▶ _Task item_
Look through the data below and, wherever a line carries the word "context", please copy that line.

Extracted data entries:
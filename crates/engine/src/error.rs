use std::error::Error as StdError;

/// Crate-wide result type for media group operations.
pub type Result<T> = std::result::Result<T, Error>;

#[derive(Debug, thiserror::Error)]
pub enum Error {
    /// A backend read, write or delete failed.
    #[error("media group backend failed: {context}: {source}")]
    Backend {
        context: String,
        #[source]
        source: Box<dyn StdError + Send + Sync>,
    },

    /// Stored group data could not be (de)serialized.
    #[error(transparent)]
    Json(#[from] serde_json::Error),
}

impl Error {
    #[must_use]
    pub fn backend(
        context: impl Into<String>,
        source: impl StdError + Send + Sync + 'static,
    ) -> Self {
        Self::Backend {
            context: context.into(),
            source: Box::new(source),
        }
    }
}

▶ _Solution for this exercise_
    #[error("media group backend failed: {context}: {source}")]
        context: String,
        context: impl Into<String>,
            context: context.into(),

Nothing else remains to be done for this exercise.